Since the SARS outbreak, advances in analytics and technology have supplied us with powerful tools that can help identify and contain viruses like COVID-19. But even the best tech and data have their limitations.
Paul Dempsey writes for Engineering & Technology:
Technology is not immediate. There is a tendency to believe that the recent rapid advances in processing power, algorithmic development, machine learning and artificial intelligence can now deliver almost instant answers to everything. The digital landscape has changed massively since the SARS outbreak in 2003. But while we may be able to do things more efficiently, some things still take time and that is particularly true of a virus. There is no ‘one size fits all’ here and, indeed, there are real dangers in believing that one analytical strategy and its particular use can be applied universally.
Second, as viruses spread and evolve, so do the data sets around them. We are not dealing with a situation of simple ‘garbage in, garbage out’ but rather one where new information is emerging daily (and there is the further complication that there were delays in early reporting of the outbreak). That means that the results even the wisest medical experts can produce are also going to change. Also, as you might imagine, their methodologies vary.
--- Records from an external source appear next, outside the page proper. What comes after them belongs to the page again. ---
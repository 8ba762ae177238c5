#[cfg(test)]
mod tests {
    use std::collections::HashSet;

    use rand::{Rng, SeedableRng};
    use rand_chacha::ChaCha8Rng;

    use voidline_core::entities::Body;
    use voidline_core::ids::DurableId;
    use voidline_core::rules::GenerationRules;
    use voidline_core::types::Position;

    use crate::asteroid_field::{AsteroidFieldManager, DamageOutcome, FieldSnapshot, FieldTuning};
    use crate::world_gen::{HybridParams, WorldGenerator};

    fn generator() -> WorldGenerator {
        WorldGenerator::new(GenerationRules::default()).unwrap()
    }

    fn field_manager() -> AsteroidFieldManager {
        AsteroidFieldManager::new(FieldTuning::from(&GenerationRules::default().asteroids))
    }

    /// The field used throughout the destroyed-id tests.
    fn reference_field() -> AsteroidFieldManager {
        let mut field = field_manager();
        field.configure(FieldSnapshot {
            seed: 0x1a2b,
            destroyed_ids: Vec::new(),
            center: Position::new(-50.0, 50.0, -650.0),
            extent: 1200.0,
        });
        field
    }

    fn ids(field: &AsteroidFieldManager) -> Vec<DurableId> {
        field.live().iter().map(|a| a.id.clone()).collect()
    }

    // ---- Determinism ----

    #[test]
    fn test_determinism_same_seed() {
        let gen = generator();
        let mut seeds = ChaCha8Rng::seed_from_u64(12345);
        for _ in 0..200 {
            let seed: u32 = seeds.gen();
            let a = gen.generate(seed, None);
            let b = gen.generate(seed, None);
            assert_eq!(a, b, "generation diverged for seed {seed}");

            let json_a = serde_json::to_string(&a).unwrap();
            let json_b = serde_json::to_string(&b).unwrap();
            assert_eq!(json_a, json_b);
        }
    }

    #[test]
    fn test_determinism_across_generator_instances() {
        let a = generator().generate(777, Some(HybridParams {
            extra_planets: 2,
            seed_offset: 9,
        }));
        let b = generator().generate(777, Some(HybridParams {
            extra_planets: 2,
            seed_offset: 9,
        }));
        assert_eq!(a, b);
    }

    #[test]
    fn test_different_seeds_differ() {
        let gen = generator();
        let a = gen.generate(111, None);
        let b = gen.generate(222, None);
        assert_ne!(a, b);
    }

    // ---- Seed independence ----

    /// Planets only read the `planetCount` and `planet` namespaces, so changing
    /// how stations, derelicts or asteroids draw must leave them untouched.
    #[test]
    fn test_planets_independent_of_other_namespaces() {
        let baseline = generator();

        let mut rules = GenerationRules::default();
        rules.stations.max_count = 0;
        rules.stations.suffixes.push("Bastion".to_string());
        rules.derelicts.count.max = 9;
        rules.asteroids.extent.max = 5000.0;
        let perturbed = WorldGenerator::new(rules).unwrap();

        let mut seeds = ChaCha8Rng::seed_from_u64(99);
        for _ in 0..100 {
            let seed: u32 = seeds.gen();
            let a = baseline.generate(seed, None);
            let b = perturbed.generate(seed, None);
            assert_eq!(a.planets, b.planets, "planets moved for seed {seed}");
            assert!(b.stations.is_empty());
        }
    }

    // ---- Structure ----

    #[test]
    fn test_generated_sector_structure() {
        let gen = generator();
        let rules = gen.rules().clone();
        let mut seeds = ChaCha8Rng::seed_from_u64(7);
        for _ in 0..200 {
            let seed: u32 = seeds.gen();
            let sector = gen.generate(seed, None);

            let count = sector.planets.len() as u32;
            assert!(count >= rules.planet_count.min && count <= rules.planet_count.max);

            let names: HashSet<&str> = sector.planets.iter().map(|p| p.name.as_str()).collect();
            assert_eq!(names.len(), sector.planets.len(), "planet names must be unique");

            assert!(sector.stations.len() <= rules.stations.max_count as usize);
            assert!(sector.stations.len() <= sector.planets.len());
            let hosts: HashSet<&str> = sector.stations.iter().map(|s| s.host.as_str()).collect();
            assert_eq!(hosts.len(), sector.stations.len(), "hosts drawn without replacement");
            for host in hosts {
                assert!(names.contains(host), "station references unknown planet {host}");
            }

            for planet in &sector.planets {
                if let Some(moon) = &planet.moon {
                    assert_eq!(moon.host, planet.name);
                }
                if let Some(ring) = &planet.ring {
                    assert!(ring.outer_radius > ring.inner_radius);
                    assert!(ring.inner_radius > planet.radius);
                }
                assert!(planet.mass > 0.0);
            }

            assert_eq!(sector.asteroid_field.count, rules.asteroids.candidate_count);
        }
    }

    #[test]
    fn test_ids_are_slot_derived() {
        let sector = generator().generate(0xbeef, None);
        for (i, planet) in sector.planets.iter().enumerate() {
            assert_eq!(planet.id, DurableId::slot("planet", 0xbeef, i));
        }
        for (s, station) in sector.stations.iter().enumerate() {
            assert_eq!(station.id, DurableId::slot("station", 0xbeef, s));
        }
    }

    #[test]
    fn test_bodies_order() {
        let sector = generator().generate(31337, None);
        let bodies = sector.bodies();
        let expected = sector.planets.len() + sector.stations.len() + sector.derelicts.len() + 1;
        assert_eq!(bodies.len(), expected);
        assert!(matches!(bodies.first(), Some(Body::Planet(_))));
        assert!(matches!(bodies.last(), Some(Body::AsteroidField(_))));
        assert!(bodies.iter().filter(|b| b.id().is_some()).count() >= sector.planets.len());
    }

    // ---- Boundaries ----

    #[test]
    fn test_minimum_planets_no_stations_is_valid() {
        let mut rules = GenerationRules::default();
        rules.planet_count.min = 2;
        rules.planet_count.max = 2;
        rules.stations.max_count = 0;
        let gen = WorldGenerator::new(rules).unwrap();

        let sector = gen.generate(5, None);
        assert_eq!(sector.planets.len(), 2);
        assert!(sector.stations.is_empty());
        assert_eq!(sector.bodies().len(), 2 + sector.derelicts.len() + 1);
    }

    #[test]
    fn test_zero_planets_gives_zero_stations() {
        let mut rules = GenerationRules::default();
        rules.planet_count.min = 0;
        rules.planet_count.max = 0;
        rules.stations.max_count = 3;
        let gen = WorldGenerator::new(rules).unwrap();

        for seed in 0..50 {
            let sector = gen.generate(seed, None);
            assert!(sector.planets.is_empty());
            assert!(sector.stations.is_empty());
        }
    }

    #[test]
    fn test_invalid_rules_rejected_by_generator() {
        let mut rules = GenerationRules::default();
        rules.moons.probability = -1.0;
        assert!(WorldGenerator::new(rules).is_err());
    }

    // ---- Hybrid sectors ----

    #[test]
    fn test_hybrid_extra_planets_exact() {
        let gen = generator();
        let sector = gen.generate(
            10,
            Some(HybridParams {
                extra_planets: 3,
                seed_offset: 1000,
            }),
        );
        assert_eq!(sector.planets.len(), 3);
        assert_eq!(sector.seed, 1010);
    }

    #[test]
    fn test_hybrid_offset_shifts_content() {
        let gen = generator();
        let a = gen.generate(
            10,
            Some(HybridParams {
                extra_planets: 2,
                seed_offset: 1,
            }),
        );
        let b = gen.generate(
            10,
            Some(HybridParams {
                extra_planets: 2,
                seed_offset: 2,
            }),
        );
        assert_ne!(a.planets, b.planets);
    }

    #[test]
    fn test_hybrid_with_zero_offset_matches_plain_planets() {
        let gen = generator();
        let seed = 2024;
        let plain = gen.generate(seed, None);
        let hybrid = gen.generate(
            seed,
            Some(HybridParams {
                extra_planets: plain.planets.len() as u32,
                seed_offset: 0,
            }),
        );
        assert_eq!(plain.planets, hybrid.planets);
    }

    // ---- Asteroid fields ----

    #[test]
    fn test_field_candidates_within_extent() {
        let field = reference_field();
        assert_eq!(field.len(), 48);
        for rock in field.live() {
            assert!((rock.position.x - -50.0).abs() <= 600.0);
            assert!((rock.position.y - 50.0).abs() <= 600.0);
            assert!((rock.position.z - -650.0).abs() <= 600.0);
            assert!(rock.health > 0.0);
        }
        let unique: HashSet<DurableId> = ids(&field).into_iter().collect();
        assert_eq!(unique.len(), 48);
    }

    #[test]
    fn test_destroyed_id_stability() {
        let mut field = reference_field();
        let before = field.live().to_vec();
        let target = before[2].id.clone();

        assert!(field.mark_destroyed(&target));
        field.regenerate();

        let after = field.live().to_vec();
        assert_eq!(after.len(), before.len() - 1);
        assert!(after.iter().all(|a| a.id != target));

        let expected: Vec<_> = before.into_iter().filter(|a| a.id != target).collect();
        assert_eq!(after, expected, "surviving rocks must keep ids and placement");
    }

    #[test]
    fn test_skipped_candidates_still_consume_draws() {
        let mut field = reference_field();
        let all = field.candidates();
        field.mark_destroyed(&all[0].id);
        field.regenerate();
        // The second candidate is unchanged even though the first was skipped.
        assert_eq!(field.live()[0], all[1]);
        assert_eq!(field.candidates(), all);
    }

    #[test]
    fn test_snapshot_configure_reproduces_live_set() {
        let mut picks = ChaCha8Rng::seed_from_u64(2);
        for round in 0..20 {
            let mut field = reference_field();
            let destroys = picks.gen_range(0..20);
            for _ in 0..destroys {
                if field.is_empty() {
                    break;
                }
                let i = picks.gen_range(0..field.len());
                let id = field.live()[i].id.clone();
                field.mark_destroyed(&id);
            }
            let live_before = field.live().to_vec();

            let snapshot = field.snapshot();
            let mut restored = field_manager();
            restored.configure(snapshot.clone());

            assert_eq!(restored.live(), &live_before[..], "round {round}");
            assert_eq!(restored.snapshot(), snapshot);
        }
    }

    #[test]
    fn test_idempotent_destruction() {
        let mut field = reference_field();
        let id = field.live()[5].id.clone();
        assert!(field.mark_destroyed(&id));
        assert!(!field.mark_destroyed(&id));
        let snapshot = field.snapshot();
        assert_eq!(snapshot.destroyed_ids.iter().filter(|d| **d == id).count(), 1);
        assert_eq!(snapshot.destroyed_ids.len(), 1);
    }

    #[test]
    fn test_foreign_id_ignored() {
        let mut field = reference_field();
        assert!(!field.mark_destroyed(&DurableId::new("ast-notfromhere")));
        assert_eq!(field.destroyed_count(), 0);
        assert_eq!(field.len(), 48);
    }

    #[test]
    fn test_apply_damage_destroys_at_zero() {
        let mut field = reference_field();
        let rock = field.live()[0].clone();

        match field.apply_damage(&rock.id, rock.health / 2.0) {
            DamageOutcome::Damaged { remaining } => {
                assert!((remaining - rock.health / 2.0).abs() < 1e-9)
            }
            other => panic!("expected damage, got {other:?}"),
        }
        assert_eq!(field.apply_damage(&rock.id, rock.health), DamageOutcome::Destroyed);
        assert!(field.is_destroyed(&rock.id));
        assert!(field.get(&rock.id).is_none());
        assert_eq!(field.apply_damage(&rock.id, 1.0), DamageOutcome::Missed);
    }

    #[test]
    fn test_field_from_generated_spec() {
        let sector = generator().generate(88, None);
        let mut field = field_manager();
        field.configure(FieldSnapshot::pristine(&sector.asteroid_field));
        assert_eq!(field.len(), sector.asteroid_field.count);
        assert_eq!(field.seed(), sector.asteroid_field.seed);
    }

    #[test]
    fn test_snapshot_serializes_camel_case() {
        let mut field = reference_field();
        let id = field.live()[0].id.clone();
        field.mark_destroyed(&id);
        let value = serde_json::to_value(field.snapshot()).unwrap();
        assert_eq!(value["seed"], 0x1a2b);
        assert_eq!(value["destroyedIds"][0], id.as_str());
        assert_eq!(value["center"]["z"], -650.0);
        assert_eq!(value["extent"], 1200.0);
    }
}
Third, a lot of data is being placed into the digital sphere, across social media, specialist sites and elsewhere. Here, the comparison with 17 years ago is especially profound. But the intentions behind various postings are many. Anyone might be able to access the data via a web browser – and its free availability is laudable – but its intended audiences can be very different. In some cases, experts are looking to inform the public but in others they are looking to contribute to and stimulate the debate taking place among themselves. These goals are laudable and necessary, but they do not always coexist harmoniously.